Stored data

--

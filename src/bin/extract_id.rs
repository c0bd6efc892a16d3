extern crate youtube_metrics_collector;

use std::io::{self, BufRead};
use youtube_metrics_collector::extract::extract_video_id;

fn main() {
    let stdin = io::stdin();
    for line in stdin.lock().lines() {
        let line = line.unwrap();
        let out = match extract_video_id(&line) {
            Some(video_id) => video_id,
            None => format!("# no video ID in {}", line),
        };
        println!("{}", out);
    }
}
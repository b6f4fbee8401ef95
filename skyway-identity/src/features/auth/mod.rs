pub mod generate_token;
pub mod login;
pub mod logout;
pub mod refresh_token;
pub mod validate_token;

pub use generate_token::{GenerateToken, GenerateTokenHandler, TokenSettings};
pub use login::{Login, LoginHandler};
pub use logout::{Logout, LogoutHandler};
pub use refresh_token::{RefreshToken, RefreshTokenHandler};
pub use validate_token::{ValidateToken, ValidateTokenHandler};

--

THE TASK: Output exactly the lines of the records from the first through the one bearing "repository b6f4fbee8401ef95", both ends included.

EXPECTED ANSWER:
filename src/bin/extract_id.rs
repository c0bd6efc892a16d3
extern crate youtube_metrics_collector;

use std::io::{self, BufRead};
use youtube_metrics_collector::extract::extract_video_id;

fn main() {
    let stdin = io::stdin();
    for line in stdin.lock().lines() {
        let line = line.unwrap();
        let out = match extract_video_id(&line) {
            Some(video_id) => video_id,
            None => format!("# no video ID in {}", line),
        };
        println!("{}", out);
    }
}
repository b6f4fbee8401ef95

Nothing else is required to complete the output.